Fig. 2 Photos of DASA-functionalised polymer microspheres (D1) in toluene. (A) After being left to swell and equilibrate in the dark for 24 h. (B) After 24 h of irradiation with white light. (C) After a further 24 h in the dark at room temperature.

Monitoring of the photoisomerisation behaviour of the DMs by UV-Vis spectroscopy was possible using an integrating sphere UV-Vis spectrophotometer. This set-up allows measurement of the DASAs absorbance band in diffuse reflectance mode, overcoming issues arising from the inherent scattering of microspheres⁶⁸ and the heterogeneous nature of microsphere suspensions (Fig. 3). D1, D2 and D3 suspensions in toluene (0.15 mg mL⁻¹) were prepared and left to swell and equilibrate as outlined above. DM suspensions were then transferred to a sealed cuvette and irradiated with a ThorLabs 630 nm LED array (2.4 mW cm⁻²), with incremental scans taken.
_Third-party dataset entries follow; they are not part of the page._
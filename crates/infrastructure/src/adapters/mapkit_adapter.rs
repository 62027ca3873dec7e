//! Maps engine adapter - Implements the engine ports using integration_mapkit
//!
//! Obtains the authorization token from the session, retries transient
//! failures with backoff, and refreshes the credential once when the service
//! rejects it.

use std::future::Future;
use std::sync::Arc;

use application::error::ApplicationError;
use application::ports::{
    DirectionsEngine, GeocodeQuery, GeocodingEngine, ReverseGeocodeQuery, RouteQuery, SearchEngine,
    SearchQuery,
};
use application::services::MapKitSession;
use async_trait::async_trait;
use domain::entities::{
    DirectionsResponse, GeocoderResponse, SearchAutocompleteResponse, SearchResponse,
};
use integration_mapkit::{GeocodeParams, MapKitClient, MapKitError, SearchParams};
use secrecy::SecretString;
use tracing::{instrument, warn};

use crate::retry::{RetryConfig, retry};

/// Adapter exposing the maps server API as geocoding, search and directions engines
pub struct MapKitAdapter {
    client: Arc<dyn MapKitClient>,
    session: Arc<MapKitSession>,
    retry: RetryConfig,
}

impl std::fmt::Debug for MapKitAdapter {
    fn fmt(&self, f: &mut std::fmt::Formatter<'_>) -> std::fmt::Result {
        f.debug_struct("MapKitAdapter")
            .field("session", &self.session)
            .field("retry", &self.retry)
            .finish_non_exhaustive()
    }
}

impl MapKitAdapter {
    /// Create an adapter with the default retry policy
    pub fn new(client: Arc<dyn MapKitClient>, session: Arc<MapKitSession>) -> Self {
        Self {
            client,
            session,
            retry: RetryConfig::default(),
        }
    }

    /// Replace the retry policy
    #[must_use]
    pub fn with_retry(mut self, retry: RetryConfig) -> Self {
        self.retry = retry;
        self
    }

    /// Run a client call with retry, refreshing the credential once on rejection
    async fn call<T, F, Fut>(&self, operation: &'static str, call: F) -> Result<T, ApplicationError>
    where
        F: Fn(SecretString) -> Fut,
        Fut: Future<Output = Result<T, MapKitError>>,
    {
        let token = self.session.authorization_token().await?;
        match retry(&self.retry, || call(token.clone())).await {
            Err(MapKitError::Unauthorized(reason)) => {
                warn!(operation, %reason, "Authorization rejected, refreshing credential");
                self.session.invalidate().await;
                let token = self.session.authorization_token().await?;
                retry(&self.retry, || call(token.clone()))
                    .await
                    .map_err(|e| map_error(operation, e))
            },
            other => other.map_err(|e| map_error(operation, e)),
        }
    }
}

/// Convert a client error into the error delivered to callbacks
fn map_error(operation: &str, err: MapKitError) -> ApplicationError {
    match err {
        MapKitError::Unauthorized(reason) => ApplicationError::NotAuthorized(reason),
        MapKitError::RateLimitExceeded { .. } => ApplicationError::RateLimited,
        MapKitError::BadRequest(reason) => ApplicationError::Validation(reason),
        MapKitError::ConfigurationError(reason) => ApplicationError::Configuration(reason),
        other => ApplicationError::ExternalService(format!("{operation} failed: {other}")),
    }
}

#[async_trait]
impl GeocodingEngine for MapKitAdapter {
    #[instrument(skip(self, query), fields(text = %query.text))]
    async fn geocode(&self, query: &GeocodeQuery) -> Result<GeocoderResponse, ApplicationError> {
        let params = GeocodeParams {
            query: query.text.clone(),
            language: query.language.clone(),
            search_location: query.coordinate,
            search_region: query.region,
            limit_to_countries: query.limit_to_countries.clone(),
        };
        let client = self.client.as_ref();
        let params = &params;
        self.call("geocode", move |token| async move { client.geocode(&token, params).await })
            .await
    }

    #[instrument(skip(self, query), fields(coordinate = %query.coordinate))]
    async fn reverse_geocode(
        &self,
        query: &ReverseGeocodeQuery,
    ) -> Result<GeocoderResponse, ApplicationError> {
        let client = self.client.as_ref();
        let coordinate = query.coordinate;
        let language = query.language.as_deref();
        self.call("reverse geocode", move |token| async move {
            client.reverse_geocode(&token, coordinate, language).await
        })
        .await
    }
}

fn search_params(query: &SearchQuery) -> SearchParams {
    SearchParams {
        query: query.text.clone(),
        language: query.language.clone(),
        search_location: query.coordinate,
        search_region: query.region,
        include_points_of_interest: query.include_points_of_interest,
        include_addresses: query.include_addresses,
        limit_to_countries: query.limit_to_countries.clone(),
    }
}

#[async_trait]
impl SearchEngine for MapKitAdapter {
    #[instrument(skip(self, query), fields(text = %query.text))]
    async fn search(&self, query: &SearchQuery) -> Result<SearchResponse, ApplicationError> {
        let params = search_params(query);
        let client = self.client.as_ref();
        let params = &params;
        self.call("search", move |token| async move { client.search(&token, params).await })
            .await
    }

    #[instrument(skip(self, query), fields(text = %query.text))]
    async fn autocomplete(
        &self,
        query: &SearchQuery,
    ) -> Result<SearchAutocompleteResponse, ApplicationError> {
        let params = search_params(query);
        let client = self.client.as_ref();
        let params = &params;
        self.call("autocomplete", move |token| async move {
            client.search_autocomplete(&token, params).await
        })
        .await
    }
}

#[async_trait]
impl DirectionsEngine for MapKitAdapter {
    #[instrument(skip(self, query), fields(origin = %query.request.origin, destination = %query.request.destination))]
    async fn route(&self, query: &RouteQuery) -> Result<DirectionsResponse, ApplicationError> {
        let client = self.client.as_ref();
        let request = &query.request;
        let language = query.language.as_deref();
        self.call("directions", move |token| async move {
            client.directions(&token, request, language).await
        })
        .await
    }
}

#[cfg(test)]
mod tests {
    use std::collections::VecDeque;
    use std::sync::atomic::{AtomicUsize, Ordering};

    use application::ports::{AuthorizationToken, TokenProvider};
    use application::services::SessionOptions;
    use domain::entities::{DirectionsRequest, Place};
    use domain::value_objects::Coordinate;
    use parking_lot::Mutex;
    use secrecy::ExposeSecret;

    use super::*;

    /// Hands out `jwt-1`, `jwt-2`, ... on successive fetches
    #[derive(Debug, Default)]
    struct CountingProvider {
        fetches: AtomicUsize,
    }

    #[async_trait]
    impl TokenProvider for CountingProvider {
        async fn fetch_token(&self) -> Result<AuthorizationToken, ApplicationError> {
            let n = self.fetches.fetch_add(1, Ordering::SeqCst) + 1;
            Ok(AuthorizationToken::new(format!("jwt-{n}")))
        }
    }

    /// Fails with scripted errors, then answers with canned records
    #[derive(Default)]
    struct ScriptedClient {
        failures: Mutex<VecDeque<MapKitError>>,
        tokens: Mutex<Vec<String>>,
        languages: Mutex<Vec<Option<String>>>,
    }

    impl ScriptedClient {
        fn failing_with(errors: Vec<MapKitError>) -> Self {
            Self {
                failures: Mutex::new(errors.into()),
                ..Self::default()
            }
        }

        fn attempt(&self, token: &SecretString, language: Option<&str>) -> Result<(), MapKitError> {
            self.tokens.lock().push(token.expose_secret().to_string());
            self.languages.lock().push(language.map(str::to_string));
            self.failures.lock().pop_front().map_or(Ok(()), Err)
        }

        fn place() -> Place {
            Place::new("Apple Park", Coordinate::new(37.3349, -122.009))
        }
    }

    #[async_trait]
    impl MapKitClient for ScriptedClient {
        async fn geocode(
            &self,
            auth_token: &SecretString,
            params: &GeocodeParams,
        ) -> Result<GeocoderResponse, MapKitError> {
            self.attempt(auth_token, params.language.as_deref())?;
            Ok(GeocoderResponse::new(vec![Self::place()]))
        }

        async fn reverse_geocode(
            &self,
            auth_token: &SecretString,
            _coordinate: Coordinate,
            language: Option<&str>,
        ) -> Result<GeocoderResponse, MapKitError> {
            self.attempt(auth_token, language)?;
            Ok(GeocoderResponse::new(vec![Self::place()]))
        }

        async fn search(
            &self,
            auth_token: &SecretString,
            params: &SearchParams,
        ) -> Result<SearchResponse, MapKitError> {
            self.attempt(auth_token, params.language.as_deref())?;
            Ok(SearchResponse::new(params.query.clone(), vec![Self::place()], None))
        }

        async fn search_autocomplete(
            &self,
            auth_token: &SecretString,
            params: &SearchParams,
        ) -> Result<SearchAutocompleteResponse, MapKitError> {
            self.attempt(auth_token, params.language.as_deref())?;
            Ok(SearchAutocompleteResponse::new(params.query.clone(), Vec::new()))
        }

        async fn directions(
            &self,
            auth_token: &SecretString,
            request: &DirectionsRequest,
            language: Option<&str>,
        ) -> Result<DirectionsResponse, MapKitError> {
            self.attempt(auth_token, language)?;
            Ok(DirectionsResponse::new(request.clone(), Vec::new()))
        }
    }

    fn adapter(client: &Arc<ScriptedClient>) -> MapKitAdapter {
        let session = MapKitSession::init(
            Arc::new(CountingProvider::default()),
            SessionOptions::default(),
        );
        MapKitAdapter::new(Arc::clone(client) as Arc<dyn MapKitClient>, Arc::new(session))
            .with_retry(RetryConfig::new(1, 2, 2.0, 2).without_jitter())
    }

    fn geocode_query(text: &str) -> GeocodeQuery {
        GeocodeQuery {
            text: text.to_string(),
            language: Some("en".to_string()),
            coordinate: None,
            region: None,
            limit_to_countries: Vec::new(),
        }
    }

    #[tokio::test]
    async fn passes_session_token_and_language() {
        let client = Arc::new(ScriptedClient::default());
        let response = adapter(&client).geocode(&geocode_query("Apple Park")).await.unwrap();

        assert_eq!(response.results.len(), 1);
        assert_eq!(*client.tokens.lock(), vec!["jwt-1".to_string()]);
        assert_eq!(*client.languages.lock(), vec![Some("en".to_string())]);
    }

    #[tokio::test]
    async fn retries_transient_failures() {
        let client = Arc::new(ScriptedClient::failing_with(vec![
            MapKitError::ServiceUnavailable("HTTP 503".into()),
            MapKitError::Timeout { timeout_secs: 1 },
        ]));
        let result = adapter(&client)
            .search(&SearchQuery {
                text: "coffee".to_string(),
                language: None,
                coordinate: None,
                region: None,
                include_points_of_interest: true,
                include_addresses: true,
                limit_to_countries: Vec::new(),
            })
            .await;

        assert!(result.is_ok());
        assert_eq!(client.tokens.lock().len(), 3);
    }

    #[tokio::test]
    async fn exhausted_retries_map_to_external_service() {
        let client = Arc::new(ScriptedClient::failing_with(vec![
            MapKitError::ConnectionFailed("reset".into()),
            MapKitError::ConnectionFailed("reset".into()),
            MapKitError::ConnectionFailed("reset".into()),
        ]));
        let result = adapter(&client).geocode(&geocode_query("x")).await;
        assert!(matches!(result, Err(ApplicationError::ExternalService(_))));
    }

    #[tokio::test]
    async fn rejected_credential_is_refreshed_once() {
        let client = Arc::new(ScriptedClient::failing_with(vec![MapKitError::Unauthorized(
            "HTTP 401".into(),
        )]));
        let result = adapter(&client)
            .route(&RouteQuery {
                request: DirectionsRequest::new("A", "B"),
                language: Some("de".to_string()),
            })
            .await;

        assert!(result.is_ok());
        assert_eq!(*client.tokens.lock(), vec!["jwt-1".to_string(), "jwt-2".to_string()]);
    }

    #[tokio::test]
    async fn repeated_rejection_is_not_authorized() {
        let client = Arc::new(ScriptedClient::failing_with(vec![
            MapKitError::Unauthorized("HTTP 401".into()),
            MapKitError::Unauthorized("HTTP 401".into()),
        ]));
        let result = adapter(&client)
            .reverse_geocode(&ReverseGeocodeQuery {
                coordinate: Coordinate::new(37.3349, -122.009),
                language: None,
            })
            .await;

        assert!(matches!(result, Err(ApplicationError::NotAuthorized(_))));
        assert_eq!(client.tokens.lock().len(), 2);
    }

    #[test]
    fn error_mapping() {
        assert!(matches!(
            map_error("search", MapKitError::RateLimitExceeded { retry_after_secs: None }),
            ApplicationError::RateLimited
        ));
        assert!(matches!(
            map_error("search", MapKitError::BadRequest("q".into())),
            ApplicationError::Validation(_)
        ));
        let err = map_error("search", MapKitError::NotFound("/v1/search".into()));
        assert!(err.to_string().contains("search failed"));
    }
}
//! Identifiers for items owned by a map

use std::fmt;

use serde::{Deserialize, Serialize};
use uuid::Uuid;

/// A unique annotation identifier
#[derive(Debug, Clone, Copy, PartialEq, Eq, Hash, Serialize, Deserialize)]
pub struct AnnotationId(Uuid);

impl AnnotationId {
    /// Create a new random annotation ID
    #[must_use]
    pub fn new() -> Self {
        Self(Uuid::new_v4())
    }

    /// Create an annotation ID from an existing UUID
    #[must_use]
    pub const fn from_uuid(uuid: Uuid) -> Self {
        Self(uuid)
    }

    /// Get the underlying UUID
    #[must_use]
    pub const fn as_uuid(&self) -> Uuid {
        self.0
    }
}

impl Default for AnnotationId {
    fn default() -> Self {
        Self::new()
    }
}

impl fmt::Display for AnnotationId {
    fn fmt(&self, f: &mut fmt::Formatter<'_>) -> fmt::Result {
        write!(f, "{}", self.0)
    }
}

/// A unique overlay identifier, shared by vector and tile overlays
#[derive(Debug, Clone, Copy, PartialEq, Eq, Hash, Serialize, Deserialize)]
pub struct OverlayId(Uuid);

impl OverlayId {
    /// Create a new random overlay ID
    #[must_use]
    pub fn new() -> Self {
        Self(Uuid::new_v4())
    }

    /// Create an overlay ID from an existing UUID
    #[must_use]
    pub const fn from_uuid(uuid: Uuid) -> Self {
        Self(uuid)
    }

    /// Get the underlying UUID
    #[must_use]
    pub const fn as_uuid(&self) -> Uuid {
        self.0
    }
}

impl Default for OverlayId {
    fn default() -> Self {
        Self::new()
    }
}

impl fmt::Display for OverlayId {
    fn fmt(&self, f: &mut fmt::Formatter<'_>) -> fmt::Result {
        write!(f, "{}", self.0)
    }
}
//! Integration tests for the maps server API client (wiremock-based)

use domain::entities::DirectionsRequest;
use domain::value_objects::{Coordinate, TransportType};
use secrecy::SecretString;
use wiremock::matchers::{header, method, path, query_param};
use wiremock::{Mock, MockServer, ResponseTemplate};

use integration_mapkit::{
    GeocodeParams, HttpMapKitClient, MapKitClient, MapKitConfig, MapKitError, SearchParams,
};

fn config_for_mock(base_url: &str) -> MapKitConfig {
    MapKitConfig {
        base_url: base_url.to_string(),
        ..MapKitConfig::for_testing()
    }
}

fn auth_token() -> SecretString {
    SecretString::from("host-jwt".to_string())
}

async fn mount_token(server: &MockServer, access_token: &str) {
    Mock::given(method("GET"))
        .and(path("/v1/token"))
        .and(header("authorization", "Bearer host-jwt"))
        .respond_with(ResponseTemplate::new(200).set_body_string(format!(
            r#"{{ "accessToken": "{access_token}", "expiresInSeconds": 1800 }}"#
        )))
        .mount(server)
        .await;
}

const fn sample_geocode_json() -> &'static str {
    r#"{
        "results": [{
            "name": "Apple Park",
            "coordinate": { "latitude": 37.3349, "longitude": -122.009 },
            "displayMapRegion": {
                "northLatitude": 37.3394, "eastLongitude": -122.0033,
                "southLatitude": 37.3304, "westLongitude": -122.0147
            },
            "formattedAddressLines": ["1 Apple Park Way", "Cupertino, CA 95014", "United States"],
            "country": "United States",
            "countryCode": "US",
            "structuredAddress": {
                "administrativeArea": "California",
                "administrativeAreaCode": "CA",
                "locality": "Cupertino",
                "postCode": "95014",
                "thoroughfare": "Apple Park Way",
                "subThoroughfare": "1",
                "fullThoroughfare": "1 Apple Park Way"
            }
        }]
    }"#
}

const fn sample_search_json() -> &'static str {
    r#"{
        "displayMapRegion": {
            "northLatitude": 37.5, "eastLongitude": -121.9,
            "southLatitude": 37.2, "westLongitude": -122.2
        },
        "results": [
            {
                "name": "Philz Coffee",
                "coordinate": { "latitude": 37.3230, "longitude": -122.0322 },
                "formattedAddressLines": ["20686 Stevens Creek Blvd", "Cupertino, CA 95014"],
                "poiCategory": "Cafe"
            },
            {
                "name": "Blue Bottle Coffee",
                "coordinate": { "latitude": 37.3318, "longitude": -122.0302 },
                "formattedAddressLines": ["10 Infinite Loop", "Cupertino, CA 95014"],
                "poiCategory": "Cafe"
            }
        ]
    }"#
}

const fn sample_directions_json() -> &'static str {
    r#"{
        "origin": { "coordinate": { "latitude": 37.3349, "longitude": -122.009 } },
        "destination": { "coordinate": { "latitude": 37.7749, "longitude": -122.4194 } },
        "routes": [
            {
                "name": "I-280 N", "distanceMeters": 72000, "durationSeconds": 3000,
                "transportType": "Automobile", "stepIndexes": [0, 1], "hasTolls": false
            },
            {
                "name": "US-101 N", "distanceMeters": 70000, "durationSeconds": 3300,
                "transportType": "Automobile", "stepIndexes": [2], "hasTolls": false
            }
        ],
        "steps": [
            { "stepPathIndex": 0, "distanceMeters": 2000, "durationSeconds": 180, "instructions": "Turn left onto Wolfe Rd" },
            { "stepPathIndex": 1, "distanceMeters": 70000, "durationSeconds": 2820, "instructions": "Merge onto I-280 N" },
            { "stepPathIndex": 2, "distanceMeters": 70000, "durationSeconds": 3300, "instructions": "Take US-101 N" }
        ],
        "stepPaths": [
            [{ "latitude": 37.3349, "longitude": -122.009 }, { "latitude": 37.33, "longitude": -122.01 }],
            [{ "latitude": 37.33, "longitude": -122.01 }, { "latitude": 37.7749, "longitude": -122.4194 }],
            [{ "latitude": 37.3349, "longitude": -122.009 }, { "latitude": 37.7749, "longitude": -122.4194 }]
        ]
    }"#
}

#[tokio::test]
async fn geocode_parses_places() {
    let server = MockServer::start().await;
    mount_token(&server, "access-1").await;

    Mock::given(method("GET"))
        .and(path("/v1/geocode"))
        .and(query_param("q", "1 Apple Park Way"))
        .and(query_param("lang", "en-US"))
        .and(header("authorization", "Bearer access-1"))
        .respond_with(ResponseTemplate::new(200).set_body_string(sample_geocode_json()))
        .mount(&server)
        .await;

    let client = HttpMapKitClient::new(&config_for_mock(&server.uri())).unwrap();
    let params = GeocodeParams {
        query: "1 Apple Park Way".to_string(),
        language: Some("en-US".to_string()),
        ..GeocodeParams::default()
    };

    let response = client.geocode(&auth_token(), &params).await.unwrap();
    let place = response.first().unwrap();
    assert_eq!(place.name, "Apple Park");
    assert_eq!(place.country_code.as_deref(), Some("US"));
    assert_eq!(place.administrative_area_code.as_deref(), Some("CA"));
    assert_eq!(place.full_thoroughfare.as_deref(), Some("1 Apple Park Way"));
    assert!(place.region.is_some());
}

#[tokio::test]
async fn geocode_is_cached_when_enabled() {
    let server = MockServer::start().await;
    mount_token(&server, "access-1").await;

    Mock::given(method("GET"))
        .and(path("/v1/geocode"))
        .respond_with(ResponseTemplate::new(200).set_body_string(sample_geocode_json()))
        .expect(1)
        .mount(&server)
        .await;

    let config = MapKitConfig {
        cache_ttl_secs: 60,
        ..config_for_mock(&server.uri())
    };
    let client = HttpMapKitClient::new(&config).unwrap();
    let params = GeocodeParams {
        query: "Apple Park".to_string(),
        ..GeocodeParams::default()
    };

    client.geocode(&auth_token(), &params).await.unwrap();
    let again = client.geocode(&auth_token(), &params).await.unwrap();
    assert_eq!(again.results.len(), 1);
}

#[tokio::test]
async fn access_token_is_reused_across_calls() {
    let server = MockServer::start().await;

    Mock::given(method("GET"))
        .and(path("/v1/token"))
        .respond_with(
            ResponseTemplate::new(200)
                .set_body_string(r#"{ "accessToken": "access-1", "expiresInSeconds": 1800 }"#),
        )
        .expect(1)
        .mount(&server)
        .await;

    Mock::given(method("GET"))
        .and(path("/v1/reverseGeocode"))
        .and(query_param("loc", "37.3349,-122.009"))
        .respond_with(ResponseTemplate::new(200).set_body_string(sample_geocode_json()))
        .mount(&server)
        .await;

    let client = HttpMapKitClient::new(&config_for_mock(&server.uri())).unwrap();
    let coordinate = Coordinate::new(37.3349, -122.009);
    client.reverse_geocode(&auth_token(), coordinate, None).await.unwrap();
    client.reverse_geocode(&auth_token(), coordinate, None).await.unwrap();
}

#[tokio::test]
async fn oversized_token_lifetime_is_bounded() {
    let server = MockServer::start().await;

    Mock::given(method("GET"))
        .and(path("/v1/token"))
        .respond_with(ResponseTemplate::new(200).set_body_string(
            r#"{ "accessToken": "access-1", "expiresInSeconds": 18446744073709551615 }"#,
        ))
        .expect(1)
        .mount(&server)
        .await;

    Mock::given(method("GET"))
        .and(path("/v1/geocode"))
        .and(header("authorization", "Bearer access-1"))
        .respond_with(ResponseTemplate::new(200).set_body_string(sample_geocode_json()))
        .expect(2)
        .mount(&server)
        .await;

    let client = HttpMapKitClient::new(&config_for_mock(&server.uri())).unwrap();
    let params = GeocodeParams {
        query: "Apple Park".to_string(),
        ..GeocodeParams::default()
    };
    client.geocode(&auth_token(), &params).await.unwrap();
    let again = client.geocode(&auth_token(), &params).await.unwrap();
    assert_eq!(again.results[0].name, "Apple Park");
}

#[tokio::test]
async fn rejected_access_token_is_exchanged_again() {
    let server = MockServer::start().await;

    Mock::given(method("GET"))
        .and(path("/v1/token"))
        .respond_with(
            ResponseTemplate::new(200)
                .set_body_string(r#"{ "accessToken": "access-1", "expiresInSeconds": 1800 }"#),
        )
        .expect(2)
        .mount(&server)
        .await;

    Mock::given(method("GET"))
        .and(path("/v1/geocode"))
        .respond_with(ResponseTemplate::new(401))
        .up_to_n_times(1)
        .mount(&server)
        .await;

    Mock::given(method("GET"))
        .and(path("/v1/geocode"))
        .respond_with(ResponseTemplate::new(200).set_body_string(sample_geocode_json()))
        .mount(&server)
        .await;

    let client = HttpMapKitClient::new(&config_for_mock(&server.uri())).unwrap();
    let params = GeocodeParams {
        query: "Apple Park".to_string(),
        ..GeocodeParams::default()
    };
    let response = client.geocode(&auth_token(), &params).await.unwrap();
    assert_eq!(response.results.len(), 1);
}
Once no further obvious reduction in the absorbance of the DASA was observed, the DM suspension was left in the dark to thermally equilibrate, taking further incremental scans. The change in the maximum absorbance wavelength of the DASA over time was plotted and fitted with single exponential decay functions. In the first 2–4 hours, a strong initial decrease in DASA absorbance is observed, which reaches a photothermal stationary state (PTSS) for D1 and D3 and almost for D2 (Fig. 3D–F). During irradiation, the DASA band decreased by 83%, 47% and 70% for D1, D2 and D3, respectively (determined by integrating the area of the DASA absorbance band of the first and final timepoint, Fig. S15†). The DASA concentrations of D1, D2 and D3 in the toluene suspensions were calculated to be 1.95 × 10⁻⁵ M, 4.80 × 10⁻⁵ M and 1.42 × 10⁻⁴ M, respectively. Thermal recovery in the dark plateaued between 40–90 minutes for the various DM compositions (Fig. 3J and K). For D1, D2 and D3, the DASA absorbance band recovery in the dark was 34%, 10%, and 0.1%, respectively. Incomplete bleaching and low thermal recovery were expected for these DASA–polymer systems due to the restrictive polymer environment.³⁸ Nonetheless, it was still gratifying to observe first-order switching behaviour for DMs, albeit at timescales much longer than for other DASA–polymer systems. Complete decolourisation after prolonged irradiation (6+ hours) was possible, potentially indicating a portion of DASAs residing in environments where solvent accessibility is restricted and energy barriers for the 4π-electrocyclisation are higher. However, photodegradation under such extensive irradiation periods cannot be ruled out either.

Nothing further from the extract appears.